#### TASK ITEM:
The records are to be repeated in full. Every line must match.

Start of Block

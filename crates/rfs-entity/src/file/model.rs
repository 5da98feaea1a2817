//! File entity model.

use chrono::{DateTime, Utc};
use serde::{Deserialize, Serialize};
use sqlx::FromRow;

use rfs_core::types::{FileId, FolderId};

/// A file record. The bytes live elsewhere; `path` only points at them.
#[derive(Debug, Clone, PartialEq, Eq, Serialize, Deserialize, FromRow)]
pub struct File {
    /// Unique file identifier, assigned by the store.
    pub id: FileId,
    /// Display name (including extension).
    pub name: String,
    /// Opaque reference to the stored bytes. Immutable after creation.
    pub path: String,
    /// The folder containing this file. Every file lives in some folder.
    pub parent_id: FolderId,
    /// When the file record was created.
    pub created_at: DateTime<Utc>,
    /// When the file was last renamed or moved.
    pub updated_at: DateTime<Utc>,
}

/// Data required to create a new file record.
#[derive(Debug, Clone, Serialize, Deserialize)]
pub struct CreateFile {
    /// The file name.
    pub name: String,
    /// Reference to the stored bytes.
    pub path: String,
    /// The folder to place the file in.
    pub parent_id: FolderId,
}
//! File handlers.

use axum::Json;
use axum::extract::{Path, State};
use axum::http::StatusCode;

use rfs_core::types::FileId;
use rfs_entity::file::File;

use crate::dto::request::{CreateFileRequest, MoveRequest, RenameRequest};
use crate::dto::response::{ApiResponse, IdResponse};
use crate::error::ApiError;
use crate::extractors::ValidatedJson;
use crate::state::AppState;

/// GET /api/files/{id}
pub async fn get_file(
    State(state): State<AppState>,
    Path(id): Path<FileId>,
) -> Result<Json<ApiResponse<File>>, ApiError> {
    let file = state.hierarchy.get_file(id).await?;
    Ok(Json(ApiResponse::ok(file)))
}

/// POST /api/files
pub async fn create_file(
    State(state): State<AppState>,
    ValidatedJson(req): ValidatedJson<CreateFileRequest>,
) -> Result<(StatusCode, Json<ApiResponse<IdResponse<FileId>>>), ApiError> {
    let id = state
        .hierarchy
        .create_file(&req.name, &req.path, req.parent_id)
        .await?;
    Ok((StatusCode::CREATED, Json(ApiResponse::ok(IdResponse { id }))))
}

/// PUT /api/files/{id}
pub async fn update_file(
    State(state): State<AppState>,
    Path(id): Path<FileId>,
    ValidatedJson(req): ValidatedJson<RenameRequest>,
) -> Result<StatusCode, ApiError> {
    state.hierarchy.update_file(id, &req.name).await?;
    Ok(StatusCode::NO_CONTENT)
}

/// PUT /api/files/{id}/move
pub async fn move_file(
    State(state): State<AppState>,
    Path(id): Path<FileId>,
    ValidatedJson(req): ValidatedJson<MoveRequest>,
) -> Result<StatusCode, ApiError> {
    state.hierarchy.move_file(id, req.destination_id).await?;
    Ok(StatusCode::NO_CONTENT)
}

/// DELETE /api/files/{id}
pub async fn delete_file(
    State(state): State<AppState>,
    Path(id): Path<FileId>,
) -> Result<StatusCode, ApiError> {
    state.hierarchy.delete_file(id).await?;
    Ok(StatusCode::NO_CONTENT)
}
//! Unified application error types.
//!
//! Every crate maps its failures into [`AppError`] so a single error type
//! crosses the service boundary. The transport layer decides the status
//! code from [`ErrorKind`] alone and never inspects the message text.

use std::fmt;
use thiserror::Error;

/// Closed set of error categories.
///
/// `NotFound`, `BadRequest` and `IllegalOperation` are produced by
/// hierarchy validation. The remaining kinds are the opaque internal
/// fallback for store, connectivity and bootstrap failures.
#[derive(Debug, Clone, Copy, PartialEq, Eq, Hash, serde::Serialize, serde::Deserialize)]
pub enum ErrorKind {
    /// The entity the operation acts on does not exist.
    NotFound,
    /// A referenced parent or destination does not exist, or the request is malformed.
    BadRequest,
    /// Every referenced entity exists but the operation breaks a structural rule.
    IllegalOperation,
    /// The backing store failed.
    Database,
    /// Configuration could not be loaded or is invalid.
    Configuration,
    /// Any other unclassified failure.
    Internal,
}

impl ErrorKind {
    /// Whether this kind belongs to the opaque internal fallback.
    pub fn is_internal(&self) -> bool {
        matches!(self, Self::Database | Self::Configuration | Self::Internal)
    }
}

impl fmt::Display for ErrorKind {
    fn fmt(&self, f: &mut fmt::Formatter<'_>) -> fmt::Result {
        match self {
            Self::NotFound => write!(f, "NOT_FOUND"),
            Self::BadRequest => write!(f, "BAD_REQUEST"),
            Self::IllegalOperation => write!(f, "ILLEGAL_OPERATION"),
            Self::Database => write!(f, "DATABASE"),
            Self::Configuration => write!(f, "CONFIGURATION"),
            Self::Internal => write!(f, "INTERNAL"),
        }
    }
}

/// The unified application error.
///
/// Store-specific errors are wrapped with [`AppError::with_source`] so the
/// calling context travels in `message` while the original cause stays
/// reachable through [`std::error::Error::source`].
#[derive(Debug, Error)]
#[error("{kind}: {message}")]
pub struct AppError {
    /// The category of error.
    pub kind: ErrorKind,
    /// A human-readable, diagnostic-only message.
    pub message: String,
    /// Optional underlying cause.
    #[source]
    pub source: Option<Box<dyn std::error::Error + Send + Sync>>,
}

impl AppError {
    /// Create a new application error.
    pub fn new(kind: ErrorKind, message: impl Into<String>) -> Self {
        Self {
            kind,
            message: message.into(),
            source: None,
        }
    }

    /// Create a new application error with an underlying cause.
    pub fn with_source(
        kind: ErrorKind,
        message: impl Into<String>,
        source: impl std::error::Error + Send + Sync + 'static,
    ) -> Self {
        Self {
            kind,
            message: message.into(),
            source: Some(Box::new(source)),
        }
    }

    /// Create a not-found error.
    pub fn not_found(message: impl Into<String>) -> Self {
        Self::new(ErrorKind::NotFound, message)
    }

    /// Create a bad-request error.
    pub fn bad_request(message: impl Into<String>) -> Self {
        Self::new(ErrorKind::BadRequest, message)
    }

    /// Create an illegal-operation error.
    pub fn illegal_operation(message: impl Into<String>) -> Self {
        Self::new(ErrorKind::IllegalOperation, message)
    }

    /// Create a database error.
    pub fn database(message: impl Into<String>) -> Self {
        Self::new(ErrorKind::Database, message)
    }

    /// Create a configuration error.
    pub fn configuration(message: impl Into<String>) -> Self {
        Self::new(ErrorKind::Configuration, message)
    }

    /// Create an internal error.
    pub fn internal(message: impl Into<String>) -> Self {
        Self::new(ErrorKind::Internal, message)
    }

    /// Whether this error belongs to the opaque internal fallback.
    pub fn is_internal(&self) -> bool {
        self.kind.is_internal()
    }
}

impl Clone for AppError {
    fn clone(&self) -> Self {
        Self {
            kind: self.kind,
            message: self.message.clone(),
            source: None,
        }
    }
}

impl From<serde_json::Error> for AppError {
    fn from(err: serde_json::Error) -> Self {
        Self::with_source(
            ErrorKind::Internal,
            format!("JSON serialization error: {err}"),
            err,
        )
    }
}

impl From<std::io::Error> for AppError {
    fn from(err: std::io::Error) -> Self {
        Self::with_source(ErrorKind::Internal, format!("I/O error: {err}"), err)
    }
}

impl From<config::ConfigError> for AppError {
    fn from(err: config::ConfigError) -> Self {
        Self::with_source(
            ErrorKind::Configuration,
            format!("Configuration error: {err}"),
            err,
        )
    }
}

End of Block

#### EXERCISE RESULT:
filename crates/rfs-entity/src/file/model.rs
repository 5da98feaea1a2817
//! File entity model.

use chrono::{DateTime, Utc};
use serde::{Deserialize, Serialize};
use sqlx::FromRow;

use rfs_core::types::{FileId, FolderId};

/// A file record. The bytes live elsewhere; `path` only points at them.
#[derive(Debug, Clone, PartialEq, Eq, Serialize, Deserialize, FromRow)]
pub struct File {
    /// Unique file identifier, assigned by the store.
    pub id: FileId,
    /// Display name (including extension).
    pub name: String,
    /// Opaque reference to the stored bytes. Immutable after creation.
    pub path: String,
    /// The folder containing this file. Every file lives in some folder.
    pub parent_id: FolderId,
    /// When the file record was created.
    pub created_at: DateTime<Utc>,
    /// When the file was last renamed or moved.
    pub updated_at: DateTime<Utc>,
}

/// Data required to create a new file record.
#[derive(Debug, Clone, Serialize, Deserialize)]
pub struct CreateFile {
    /// The file name.
    pub name: String,
    /// Reference to the stored bytes.
    pub path: String,
    /// The folder to place the file in.
    pub parent_id: FolderId,
}
//! File handlers.

use axum::Json;
use axum::extract::{Path, State};
use axum::http::StatusCode;

use rfs_core::types::FileId;
use rfs_entity::file::File;

use crate::dto::request::{CreateFileRequest, MoveRequest, RenameRequest};
use crate::dto::response::{ApiResponse, IdResponse};
use crate::error::ApiError;
use crate::extractors::ValidatedJson;
use crate::state::AppState;

/// GET /api/files/{id}
pub async fn get_file(
    State(state): State<AppState>,
    Path(id): Path<FileId>,
) -> Result<Json<ApiResponse<File>>, ApiError> {
    let file = state.hierarchy.get_file(id).await?;
    Ok(Json(ApiResponse::ok(file)))
}

/// POST /api/files
pub async fn create_file(
    State(state): State<AppState>,
    ValidatedJson(req): ValidatedJson<CreateFileRequest>,
) -> Result<(StatusCode, Json<ApiResponse<IdResponse<FileId>>>), ApiError> {
    let id = state
        .hierarchy
        .create_file(&req.name, &req.path, req.parent_id)
        .await?;
    Ok((StatusCode::CREATED, Json(ApiResponse::ok(IdResponse { id }))))
}

/// PUT /api/files/{id}
pub async fn update_file(
    State(state): State<AppState>,
    Path(id): Path<FileId>,
    ValidatedJson(req): ValidatedJson<RenameRequest>,
) -> Result<StatusCode, ApiError> {
    state.hierarchy.update_file(id, &req.name).await?;
    Ok(StatusCode::NO_CONTENT)
}

/// PUT /api/files/{id}/move
pub async fn move_file(
    State(state): State<AppState>,
    Path(id): Path<FileId>,
    ValidatedJson(req): ValidatedJson<MoveRequest>,
) -> Result<StatusCode, ApiError> {
    state.hierarchy.move_file(id, req.destination_id).await?;
    Ok(StatusCode::NO_CONTENT)
}

/// DELETE /api/files/{id}
pub async fn delete_file(
    State(state): State<AppState>,
    Path(id): Path<FileId>,
) -> Result<StatusCode, ApiError> {
    state.hierarchy.delete_file(id).await?;
    Ok(StatusCode::NO_CONTENT)
}
//! Unified application error types.
//!
//! Every crate maps its failures into [`AppError`] so a single error type
//! crosses the service boundary. The transport layer decides the status
//! code from [`ErrorKind`] alone and never inspects the message text.

use std::fmt;
use thiserror::Error;

/// Closed set of error categories.
///
/// `NotFound`, `BadRequest` and `IllegalOperation` are produced by
/// hierarchy validation. The remaining kinds are the opaque internal
/// fallback for store, connectivity and bootstrap failures.
#[derive(Debug, Clone, Copy, PartialEq, Eq, Hash, serde::Serialize, serde::Deserialize)]
pub enum ErrorKind {
    /// The entity the operation acts on does not exist.
    NotFound,
    /// A referenced parent or destination does not exist, or the request is malformed.
    BadRequest,
    /// Every referenced entity exists but the operation breaks a structural rule.
    IllegalOperation,
    /// The backing store failed.
    Database,
    /// Configuration could not be loaded or is invalid.
    Configuration,
    /// Any other unclassified failure.
    Internal,
}

impl ErrorKind {
    /// Whether this kind belongs to the opaque internal fallback.
    pub fn is_internal(&self) -> bool {
        matches!(self, Self::Database | Self::Configuration | Self::Internal)
    }
}

impl fmt::Display for ErrorKind {
    fn fmt(&self, f: &mut fmt::Formatter<'_>) -> fmt::Result {
        match self {
            Self::NotFound => write!(f, "NOT_FOUND"),
            Self::BadRequest => write!(f, "BAD_REQUEST"),
            Self::IllegalOperation => write!(f, "ILLEGAL_OPERATION"),
            Self::Database => write!(f, "DATABASE"),
            Self::Configuration => write!(f, "CONFIGURATION"),
            Self::Internal => write!(f, "INTERNAL"),
        }
    }
}

/// The unified application error.
///
/// Store-specific errors are wrapped with [`AppError::with_source`] so the
/// calling context travels in `message` while the original cause stays
/// reachable through [`std::error::Error::source`].
#[derive(Debug, Error)]
#[error("{kind}: {message}")]
pub struct AppError {
    /// The category of error.
    pub kind: ErrorKind,
    /// A human-readable, diagnostic-only message.
    pub message: String,
    /// Optional underlying cause.
    #[source]
    pub source: Option<Box<dyn std::error::Error + Send + Sync>>,
}

impl AppError {
    /// Create a new application error.
    pub fn new(kind: ErrorKind, message: impl Into<String>) -> Self {
        Self {
            kind,
            message: message.into(),
            source: None,
        }
    }

    /// Create a new application error with an underlying cause.
    pub fn with_source(
        kind: ErrorKind,
        message: impl Into<String>,
        source: impl std::error::Error + Send + Sync + 'static,
    ) -> Self {
        Self {
            kind,
            message: message.into(),
            source: Some(Box::new(source)),
        }
    }

    /// Create a not-found error.
    pub fn not_found(message: impl Into<String>) -> Self {
        Self::new(ErrorKind::NotFound, message)
    }

    /// Create a bad-request error.
    pub fn bad_request(message: impl Into<String>) -> Self {
        Self::new(ErrorKind::BadRequest, message)
    }

    /// Create an illegal-operation error.
    pub fn illegal_operation(message: impl Into<String>) -> Self {
        Self::new(ErrorKind::IllegalOperation, message)
    }

    /// Create a database error.
    pub fn database(message: impl Into<String>) -> Self {
        Self::new(ErrorKind::Database, message)
    }

    /// Create a configuration error.
    pub fn configuration(message: impl Into<String>) -> Self {
        Self::new(ErrorKind::Configuration, message)
    }

    /// Create an internal error.
    pub fn internal(message: impl Into<String>) -> Self {
        Self::new(ErrorKind::Internal, message)
    }

    /// Whether this error belongs to the opaque internal fallback.
    pub fn is_internal(&self) -> bool {
        self.kind.is_internal()
    }
}

impl Clone for AppError {
    fn clone(&self) -> Self {
        Self {
            kind: self.kind,
            message: self.message.clone(),
            source: None,
        }
    }
}

impl From<serde_json::Error> for AppError {
    fn from(err: serde_json::Error) -> Self {
        Self::with_source(
            ErrorKind::Internal,
            format!("JSON serialization error: {err}"),
            err,
        )
    }
}

impl From<std::io::Error> for AppError {
    fn from(err: std::io::Error) -> Self {
        Self::with_source(ErrorKind::Internal, format!("I/O error: {err}"), err)
    }
}

impl From<config::ConfigError> for AppError {
    fn from(err: config::ConfigError) -> Self {
        Self::with_source(
            ErrorKind::Configuration,
            format!("Configuration error: {err}"),
            err,
        )
    }
}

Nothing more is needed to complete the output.